Some minerals, like iron, calcium, zinc or, iodine, are relatively hard to get on a plant-based diet, so it’s important to choose your foods thoughtfully. This part of the oat bran and white beans comparison focuses on their mineral content.
Oat bran is a better source of calcium, copper, fluoride, iron, potassium, sodium, and zinc than white beans.
On the other hand, white beans are a higher amount of magnesium, manganese, phosphorus, and selenium.
Check out the table below to learn how oat bran and white beans compare when it comes to mineral content.
Oat bran | White Beans | |
---|---|---|
Calcium | 58 mg | 240 mg |
Copper | 0.403 mg | 0.984 mg |
Fluoride | 0 | 2.2 µg |
Iron | 5.41 mg | 10.4 mg |
Magnesium | 235 mg | 190 mg |
Manganese | 5.63 mg | 1.8 mg |
Phosphorus | 734 mg | 301 mg |
Potassium | 566 mg | 1800 mg |
Selenium | 45.2 µg | 12.8 µg |
Sodium | 4 mg | 16 mg |
Zinc | 3.11 mg | 3.67 mg |
The Final Word
Oat bran and white beans are highly nutritious and a great addition to a plant-based diet.
Both oat bran and white beans are high in specific vitamins and minerals, and including them in your diet will give you the most benefits they offer.
Antioxidants found in grains and legumes can help to protect cells from damage and may reduce the risk of certain diseases and the effects of aging.
Additionally, the fiber and other nutrients in these foods can support the health of the digestive system and may even help to prevent certain digestive cancers.
Legumes and grains are a versatile food that can be incorporated into any meal of the day, including breakfast, lunch, or dinner.

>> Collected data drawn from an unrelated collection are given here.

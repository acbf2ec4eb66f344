use std::io;

use anyhow::{Context, Result};
use env_logger::Env;

use phrase_batch::pipeline::{print_phrases, PrintConfig};

fn main() -> Result<()> {
    env_logger::Builder::from_env(Env::default().default_filter_or("info")).init();

    let config = PrintConfig::default();

    print_phrases(&config, io::stdout().lock())
        .with_context(|| format!("Unable to print phrases from {}", config.input.display()))?;

    Ok(())
}
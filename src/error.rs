use std::path::PathBuf;

use thiserror::Error;

#[derive(Error, Debug)]
/// Batch error
pub enum BatchError {
    #[error("ItemWriter from: {0}")]
    ItemWriter(String),

    #[error("ItemReader from: {0}")]
    ItemReader(String),

    #[error("ItemProcessor from: {0}")]
    ItemProcessor(String),

    /// The input file does not exist.
    #[error("File not found: {}", .0.display())]
    FileNotFound(PathBuf),

    /// Bytes that cannot be decoded with the selected encoding.
    #[error("Encoding error at line {line}: {message}")]
    Encoding { line: u64, message: String },

    /// A required column is absent from the header or from a row.
    /// `line` is 1 for the header row.
    #[error("Missing column '{column}' at line {line}")]
    MissingColumn { column: String, line: u64 },

    /// The level column is not a valid integer literal.
    #[error("Invalid level '{value}' at line {line}: expected an integer")]
    InvalidLevel { line: u64, value: String },

    #[error("Unable to write file {}: {message}", path.display())]
    FileWrite { path: PathBuf, message: String },

    #[error("Error in step: {0}")]
    Step(String),
}
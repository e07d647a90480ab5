// SPDX-License-Identifier: MPL-2.0

//! Error types for the scanner

use std::path::PathBuf;
use std::time::Duration;
use thiserror::Error;

/// Main application error type
#[derive(Error, Debug)]
pub enum AppError {
    #[error("Camera error: {0}")]
    Camera(#[from] CameraError),

    #[error("Decode error: {0}")]
    Decode(#[from] DecodeError),

    #[error("Dispatch error: {0}")]
    Dispatch(#[from] DispatchError),

    #[error("Gallery error: {0}")]
    Gallery(#[from] GalleryError),

    #[error("Configuration error: {0}")]
    Config(#[from] ConfigError),
}

impl AppError {
    /// Errors that end the scanning session instead of degrading it
    pub fn is_fatal(&self) -> bool {
        matches!(self, AppError::Camera(CameraError::PermissionDenied { .. }))
    }
}

/// Camera capture errors
#[derive(Error, Debug, Clone, PartialEq, Eq)]
pub enum CameraError {
    #[error("No camera devices found")]
    NoCameraFound,

    #[error("Permission denied for camera {device}")]
    PermissionDenied { device: String },

    #[error("Initialization failed: {0}")]
    InitializationFailed(String),

    #[error("Backend error: {0}")]
    BackendError(String),
}

/// Errors from the decode collaborator
#[derive(Error, Debug, Clone, PartialEq, Eq)]
pub enum DecodeError {
    #[error("Decode timed out after {}ms", .0.as_millis())]
    TimedOut(Duration),

    #[error("Decode worker failed: {0}")]
    WorkerFailed(String),

    #[error("Invalid frame: {0}")]
    InvalidFrame(String),
}

/// Errors raised when handing a URL to the system
#[derive(Error, Debug, Clone, PartialEq, Eq)]
pub enum DispatchError {
    #[error("Failed to open {url}: {reason}")]
    OpenFailed { url: String, reason: String },
}

/// Errors in the gallery fallback path
#[derive(Error, Debug, Clone, PartialEq, Eq)]
pub enum GalleryError {
    #[error("Failed to load image {path}: {reason}")]
    Load { path: PathBuf, reason: String },

    #[error(transparent)]
    Decode(#[from] DecodeError),
}

/// Configuration file errors
#[derive(Error, Debug)]
pub enum ConfigError {
    #[error("No configuration directory available")]
    NoConfigDir,

    #[error("Failed to read config {path}: {source}")]
    Read {
        path: PathBuf,
        #[source]
        source: std::io::Error,
    },

    #[error("Failed to parse config {path}: {source}")]
    Parse {
        path: PathBuf,
        #[source]
        source: serde_json::Error,
    },

    #[error("Failed to write config {path}: {source}")]
    Write {
        path: PathBuf,
        #[source]
        source: std::io::Error,
    },
}
// SPDX-License-Identifier: GPL-3.0-only

//! Gallery fallback handlers
//!
//! A gallery scan holds the gate for its whole duration, so live detections
//! are ignored until the picked image has been decoded and handled.

use super::detection::DetectionSource;
use crate::app::dispatcher::Notice;
use crate::app::frame_processor::{QrDetection, first_payload};
use crate::app::state::{GateState, SuppressReason};
use crate::app::{Message, ScannerApp};
use crate::errors::GalleryError;
use crate::storage;
use std::path::PathBuf;
use std::sync::Arc;
use tracing::{info, warn};

impl ScannerApp {
    fn gallery_busy(&self) -> bool {
        self.gallery_pending
            || self.session.gate.state() == GateState::Suppressed(SuppressReason::Gallery)
    }

    pub(crate) fn handle_open_gallery(&mut self) {
        if self.gallery_busy() {
            self.notify(Notice::info("Gallery scan already in progress"));
            return;
        }
        let Some(picker) = self.picker.clone() else {
            self.notify(Notice::error("Gallery is not available"));
            return;
        };

        self.gallery_pending = true;
        let sender = self.sender.clone();
        tokio::spawn(async move {
            let path = picker.pick_image().await;
            let _ = sender.send(Message::GalleryPicked(path));
        });
    }

    pub(crate) fn handle_gallery_picked(&mut self, path: Option<PathBuf>) {
        self.gallery_pending = false;
        match path {
            Some(path) => self.scan_from_gallery(path),
            None => info!("Gallery pick cancelled"),
        }
    }

    /// Decode a user-selected image through the live decoder
    pub fn scan_from_gallery(&mut self, path: PathBuf) {
        if self.gallery_busy() {
            self.notify(Notice::info("Gallery scan already in progress"));
            return;
        }

        info!(path = %path.display(), "Scanning image from gallery");
        self.session.gate.begin_gallery();

        let decoder = Arc::clone(&self.decoder);
        let timeout = self.config.decode_timeout();
        let sender = self.sender.clone();
        tokio::spawn(async move {
            let result = storage::decode_image_file(&path, decoder, timeout).await;
            let _ = sender.send(Message::GalleryScanned(result));
        });
    }

    pub(crate) fn handle_gallery_scanned(
        &mut self,
        result: Result<Vec<QrDetection>, GalleryError>,
    ) {
        match result {
            Ok(detections) => match first_payload(&detections) {
                Some(detection) => {
                    let detection = detection.clone();
                    self.handle_detection(detection, DetectionSource::Gallery);
                }
                None => {
                    info!("No QR code in gallery image");
                    self.notify(Notice::info("No QR code recognized"));
                }
            },
            Err(GalleryError::Load { path, reason }) => {
                warn!(path = %path.display(), reason = %reason, "Failed to load gallery image");
                self.notify(Notice::error(format!("Unable to load image: {}", reason)));
            }
            Err(GalleryError::Decode(e)) => {
                warn!(error = %e, "Gallery decode failed");
                self.notify(Notice::error(format!("Image scan failed: {}", e)));
            }
        }

        self.session.gate.end_gallery();
    }
}
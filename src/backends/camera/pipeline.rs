// SPDX-License-Identifier: MPL-2.0

//! GStreamer capture pipeline
//!
//! Builds `source ! videoconvert ! RGBA appsink` for a device and pushes
//! every sample into the scanner's frame channel.

use super::types::{CameraDevice, CameraFrame, PixelFormat};
use super::{CameraBackend, CaptureSession, FrameSender, enumeration};
use crate::constants::timing;
use crate::errors::CameraError;
use gstreamer::prelude::*;
use gstreamer_app::AppSink;
use gstreamer_video::VideoInfo;
use std::sync::Arc;
use std::sync::atomic::{AtomicU64, Ordering};
use std::time::Instant;
use tracing::{debug, error, info, warn};

/// Largest preview width requested from the source
const MAX_CAPTURE_WIDTH: u32 = 1280;

/// GStreamer-based camera backend
#[derive(Debug, Default)]
pub struct GStreamerBackend;

impl GStreamerBackend {
    pub fn new() -> Self {
        Self
    }
}

impl CameraBackend for GStreamerBackend {
    fn enumerate_cameras(&self) -> Vec<CameraDevice> {
        enumeration::enumerate_cameras()
    }

    fn bind(
        &self,
        device: &CameraDevice,
        frames: FrameSender,
    ) -> Result<Box<dyn CaptureSession>, CameraError> {
        let session = CapturePipeline::new(device, frames)?;
        Ok(Box::new(session))
    }
}

/// Running capture pipeline for one device
pub struct CapturePipeline {
    device: CameraDevice,
    pipeline: gstreamer::Pipeline,
    appsink: AppSink,
}

impl CapturePipeline {
    pub fn new(device: &CameraDevice, frame_sender: FrameSender) -> Result<Self, CameraError> {
        info!(device = %device.name, path = %device.path, "Creating capture pipeline");

        check_device_access(device)?;

        gstreamer::init().map_err(|e| CameraError::InitializationFailed(e.to_string()))?;

        let description = pipeline_description(device);
        debug!(pipeline = %description, "Launching pipeline");

        let pipeline = gstreamer::parse::launch(&description)
            .map_err(|e| CameraError::InitializationFailed(e.to_string()))?
            .dynamic_cast::<gstreamer::Pipeline>()
            .map_err(|_| {
                CameraError::InitializationFailed("Launch result is not a pipeline".to_string())
            })?;

        let appsink = pipeline
            .by_name("sink")
            .ok_or_else(|| CameraError::InitializationFailed("Failed to get appsink".to_string()))?
            .dynamic_cast::<AppSink>()
            .map_err(|_| {
                CameraError::InitializationFailed("Failed to cast appsink".to_string())
            })?;

        appsink.set_property("emit-signals", true);
        appsink.set_property("sync", false);
        appsink.set_property("max-buffers", 1u32);
        appsink.set_property("drop", true);

        let rotation = device.rotation;
        let frame_counter = Arc::new(AtomicU64::new(0));

        appsink.set_callbacks(
            gstreamer_app::AppSinkCallbacks::builder()
                .new_sample(move |appsink| {
                    let frame_start = Instant::now();
                    let frame_num = frame_counter.fetch_add(1, Ordering::Relaxed);

                    let sample = appsink.pull_sample().map_err(|e| {
                        error!(frame = frame_num, error = ?e, "Failed to pull sample");
                        gstreamer::FlowError::Eos
                    })?;

                    let buffer = sample.buffer().ok_or(gstreamer::FlowError::Error)?;
                    if buffer.flags().contains(gstreamer::BufferFlags::CORRUPTED) {
                        debug!(frame = frame_num, "Buffer marked as corrupted, skipping frame");
                        return Ok(gstreamer::FlowSuccess::Ok);
                    }

                    let caps = sample.caps().ok_or(gstreamer::FlowError::Error)?;
                    let video_info =
                        VideoInfo::from_caps(caps).map_err(|_| gstreamer::FlowError::Error)?;
                    let map = buffer
                        .map_readable()
                        .map_err(|_| gstreamer::FlowError::Error)?;

                    let frame = CameraFrame {
                        width: video_info.width(),
                        height: video_info.height(),
                        stride: video_info.stride()[0] as u32,
                        format: PixelFormat::Rgba,
                        data: Arc::from(map.as_slice()),
                        rotation,
                        captured_at: frame_start,
                    };

                    // Keep only what the scanner can take right now
                    match frame_sender.try_send(frame) {
                        Ok(()) => {
                            if frame_num % timing::FRAME_LOG_INTERVAL == 0 {
                                debug!(
                                    frame = frame_num,
                                    width = video_info.width(),
                                    height = video_info.height(),
                                    copy_us = frame_start.elapsed().as_micros(),
                                    "Frame delivered"
                                );
                            }
                        }
                        Err(tokio::sync::mpsc::error::TrySendError::Full(_)) => {}
                        Err(tokio::sync::mpsc::error::TrySendError::Closed(_)) => {
                            debug!("Frame receiver closed");
                            return Err(gstreamer::FlowError::Eos);
                        }
                    }

                    Ok(gstreamer::FlowSuccess::Ok)
                })
                .build(),
        );

        pipeline.set_state(gstreamer::State::Playing).map_err(|e| {
            CameraError::InitializationFailed(format!("Failed to start pipeline: {}", e))
        })?;

        let (result, state, _) = pipeline.state(gstreamer::ClockTime::from_seconds(
            timing::START_TIMEOUT_SECS,
        ));
        if let Err(e) = result {
            let _ = pipeline.set_state(gstreamer::State::Null);
            return Err(CameraError::InitializationFailed(format!(
                "Pipeline failed to reach PLAYING: {:?}",
                e
            )));
        }
        if state != gstreamer::State::Playing {
            warn!(state = ?state, "Pipeline is not in PLAYING state yet");
        }

        info!(device = %device.name, "Capture pipeline running");

        Ok(Self {
            device: device.clone(),
            pipeline,
            appsink,
        })
    }
}

impl CaptureSession for CapturePipeline {
    fn device(&self) -> &CameraDevice {
        &self.device
    }
}

impl Drop for CapturePipeline {
    fn drop(&mut self) {
        debug!(device = %self.device.name, "Stopping capture pipeline");
        self.appsink
            .set_callbacks(gstreamer_app::AppSinkCallbacks::builder().build());
        let _ = self.pipeline.set_state(gstreamer::State::Null);
        let (result, state, _) = self.pipeline.state(gstreamer::ClockTime::from_seconds(
            timing::STOP_TIMEOUT_SECS,
        ));
        debug!(result = ?result, state = ?state, "Capture pipeline stopped");
    }
}

/// Build the gst-launch description for a device
fn pipeline_description(device: &CameraDevice) -> String {
    let source = if !device.path.is_empty() {
        format!("v4l2src device={}", device.path)
    } else if let Some(serial) = &device.pipewire_serial {
        format!("pipewiresrc target-object={}", serial)
    } else {
        "autovideosrc".to_string()
    };

    format!(
        "{source} ! decodebin ! videoconvert ! videoscale ! \
         video/x-raw,format=RGBA,width=[1,{MAX_CAPTURE_WIDTH}],pixel-aspect-ratio=1/1 ! \
         appsink name=sink"
    )
}

/// Surface permission problems before GStreamer turns them into a generic error
fn check_device_access(device: &CameraDevice) -> Result<(), CameraError> {
    if device.path.is_empty() {
        return Ok(());
    }

    match std::fs::OpenOptions::new().read(true).open(&device.path) {
        Ok(_) => Ok(()),
        Err(e) if e.kind() == std::io::ErrorKind::PermissionDenied => {
            Err(CameraError::PermissionDenied {
                device: device.path.clone(),
            })
        }
        Err(e) if e.kind() == std::io::ErrorKind::NotFound => Err(
            CameraError::InitializationFailed(format!("{} does not exist", device.path)),
        ),
        Err(e) => {
            debug!(path = %device.path, error = %e, "Device access check inconclusive");
            Ok(())
        }
    }
}
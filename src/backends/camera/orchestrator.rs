// SPDX-License-Identifier: GPL-3.0-only

//! Capture orchestration
//!
//! Owns the active capture session. Every start is a full rebind: the old
//! session is dropped (releasing the device) before the next one is bound.

use super::enumeration::select_device;
use super::types::{CameraDevice, CameraFacing};
use super::{CameraBackend, CaptureSession, FrameSender};
use crate::errors::CameraError;
use tracing::{debug, info};

pub struct CaptureOrchestrator {
    backend: Box<dyn CameraBackend>,
    session: Option<Box<dyn CaptureSession>>,
    frames: FrameSender,
    front_device: Option<String>,
    back_device: Option<String>,
}

impl CaptureOrchestrator {
    pub fn new(backend: Box<dyn CameraBackend>, frames: FrameSender) -> Self {
        Self {
            backend,
            session: None,
            frames,
            front_device: None,
            back_device: None,
        }
    }

    /// Pin device paths to facings
    pub fn with_pinned_devices(mut self, front: Option<String>, back: Option<String>) -> Self {
        self.front_device = front;
        self.back_device = back;
        self
    }

    /// Unbind any previous session and bind the camera for `facing`
    pub fn start(&mut self, facing: CameraFacing) -> Result<&CameraDevice, CameraError> {
        self.stop();

        let cameras = self.backend.enumerate_cameras();
        if cameras.is_empty() {
            return Err(CameraError::NoCameraFound);
        }

        let pinned = match facing {
            CameraFacing::Front => self.front_device.as_deref(),
            CameraFacing::Back => self.back_device.as_deref(),
        };
        let device = select_device(&cameras, facing, pinned).ok_or(CameraError::NoCameraFound)?;

        info!(facing = %facing, device = %device.name, "Binding camera");
        let session = self.backend.bind(&device, self.frames.clone())?;
        Ok(self.session.insert(session).device())
    }

    /// Release the current session
    pub fn stop(&mut self) {
        if let Some(session) = self.session.take() {
            info!(device = %session.device().name, "Unbinding camera");
            drop(session);
        }
    }

    pub fn is_bound(&self) -> bool {
        self.session.is_some()
    }

    pub fn current_device(&self) -> Option<&CameraDevice> {
        self.session.as_ref().map(|s| s.device())
    }
}

impl Drop for CaptureOrchestrator {
    fn drop(&mut self) {
        if self.session.is_some() {
            debug!("Capture orchestrator dropped with a bound session");
            self.stop();
        }
    }
}
// SPDX-License-Identifier: GPL-3.0-only

//! Application-wide constants

use std::time::Duration;

/// Scan gate timing
pub mod timing {
    use super::Duration;

    /// Cooldown after a live detection before the gate re-arms
    pub const REARM_DELAY: Duration = Duration::from_millis(1000);

    /// Default watchdog for a single decode call
    pub const DECODE_TIMEOUT: Duration = Duration::from_millis(5000);

    /// How long a transient notice stays on screen
    pub const NOTICE_DURATION: Duration = Duration::from_millis(2000);

    /// Timeout for GStreamer state changes when starting a capture pipeline
    pub const START_TIMEOUT_SECS: u64 = 5;

    /// Timeout for GStreamer state changes when stopping a capture pipeline
    pub const STOP_TIMEOUT_SECS: u64 = 2;

    /// Log frame statistics every N frames
    pub const FRAME_LOG_INTERVAL: u64 = 120;
}

/// Scan line animation
pub mod animation {
    use super::Duration;

    /// Interval between animation ticks
    pub const TICK_INTERVAL: Duration = Duration::from_millis(50);

    /// Position delta applied per tick
    pub const STEP: f32 = 0.02;
}

/// Haptic and audio feedback
pub mod feedback {
    use super::Duration;

    /// Length of the haptic pulse
    pub const VIBRATION_DURATION: Duration = Duration::from_millis(200);

    /// Length of the beep tone
    pub const BEEP_DURATION: Duration = Duration::from_millis(200);

    /// Beep tone frequency in Hz
    pub const BEEP_FREQUENCY_HZ: f64 = 880.0;

    /// Beep volume (0.0 - 1.0)
    pub const BEEP_VOLUME: f64 = 0.5;

    /// Application id reported to feedbackd
    pub const FEEDBACKD_APP_ID: &str = "io.github.qrscan";

    /// feedbackd event used for a successful scan
    pub const FEEDBACKD_EVENT: &str = "button-pressed";
}

/// URL classification
pub mod links {
    /// Path segment marking a download link
    pub const DOWNLOAD_SEGMENT: &str = "/download/";

    /// File extensions that mark a URL as a file download
    pub const FILE_EXTENSIONS: &[&str] = &[
        "apk", "pdf", "zip", "rar", "exe", "doc", "docx", "xls", "xlsx", "ppt", "pptx", "txt",
        "jpg", "jpeg", "png", "gif", "mp4", "mp3", "avi", "mkv",
    ];
}

/// Gallery image formats
pub mod file_formats {
    /// Image extensions offered by the gallery picker
    pub const IMAGE_EXTENSIONS: &[&str] = &["jpg", "jpeg", "png", "webp", "bmp", "gif", "tiff"];
}

/// QR detection
pub mod detection {
    /// Frames larger than this are downscaled before decoding
    pub const MAX_DIMENSION: u32 = 640;
}
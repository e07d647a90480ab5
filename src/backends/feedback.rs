// SPDX-License-Identifier: GPL-3.0-only

//! Haptic and audio feedback devices
//!
//! Haptics go through feedbackd (`org.sigxcpu.Feedback` on the session bus),
//! which drives the vibration motor on Linux phones. The beep is a short sine
//! tone played through GStreamer. Both are best-effort: a missing daemon or
//! audio sink is logged at debug level and otherwise ignored.

use crate::constants::feedback as consts;
use gstreamer::prelude::*;
use std::collections::HashMap;
use std::time::Duration;
use tracing::debug;
use zbus::zvariant::Value;

/// Device side of the feedback controller
pub trait FeedbackDevice: Send + Sync {
    /// Single haptic pulse
    fn vibrate(&self, duration: Duration);

    /// Single short tone
    fn beep(&self, duration: Duration);
}

/// feedbackd haptics plus a GStreamer beep
#[derive(Debug, Default)]
pub struct SystemFeedback;

impl FeedbackDevice for SystemFeedback {
    fn vibrate(&self, duration: Duration) {
        let Ok(handle) = tokio::runtime::Handle::try_current() else {
            debug!("No runtime for haptic feedback");
            return;
        };
        handle.spawn(async move {
            if let Err(e) = trigger_haptic(duration).await {
                debug!(error = %e, "Haptic feedback unavailable");
            }
        });
    }

    fn beep(&self, duration: Duration) {
        std::thread::spawn(move || {
            if let Err(e) = play_tone(duration) {
                debug!(error = %e, "Audio feedback unavailable");
            }
        });
    }
}

/// Ask feedbackd for a short haptic event
async fn trigger_haptic(duration: Duration) -> Result<u32, zbus::Error> {
    let connection = zbus::Connection::session().await?;

    let proxy = zbus::Proxy::new(
        &connection,
        "org.sigxcpu.Feedback",
        "/org/sigxcpu/Feedback",
        "org.sigxcpu.Feedback",
    )
    .await?;

    let hints: HashMap<&str, Value<'_>> = HashMap::new();
    // feedbackd timeouts are in seconds; -1 lets the event's own short pattern run
    let timeout: i32 = -1;

    let id: u32 = proxy
        .call(
            "TriggerFeedback",
            &(
                consts::FEEDBACKD_APP_ID,
                consts::FEEDBACKD_EVENT,
                hints,
                timeout,
            ),
        )
        .await?;

    debug!(id, duration_ms = duration.as_millis(), "Haptic feedback triggered");
    Ok(id)
}

/// Play a sine beep and block until it is done
fn play_tone(duration: Duration) -> Result<(), Box<dyn std::error::Error + Send + Sync>> {
    gstreamer::init()?;

    let description = format!(
        "audiotestsrc wave=sine freq={} volume={} is-live=true ! audioconvert ! autoaudiosink",
        consts::BEEP_FREQUENCY_HZ,
        consts::BEEP_VOLUME
    );
    let pipeline = gstreamer::parse::launch(&description)?;

    pipeline.set_state(gstreamer::State::Playing)?;
    std::thread::sleep(duration);
    pipeline.set_state(gstreamer::State::Null)?;

    Ok(())
}

#[cfg(test)]
mod tests {
    use super::*;

    #[test]
    fn test_vibrate_without_runtime_does_not_panic() {
        SystemFeedback.vibrate(Duration::from_millis(1));
    }
}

They can be served hot or cold, making them a convenient and tasty addition to a variety of dishes.
Holy Peas has strict sourcing guidelines and draws only from high-quality sources, including peer-reviewed studies, academic research institutions, and medical journals, associations and government institutions. Read more about our process.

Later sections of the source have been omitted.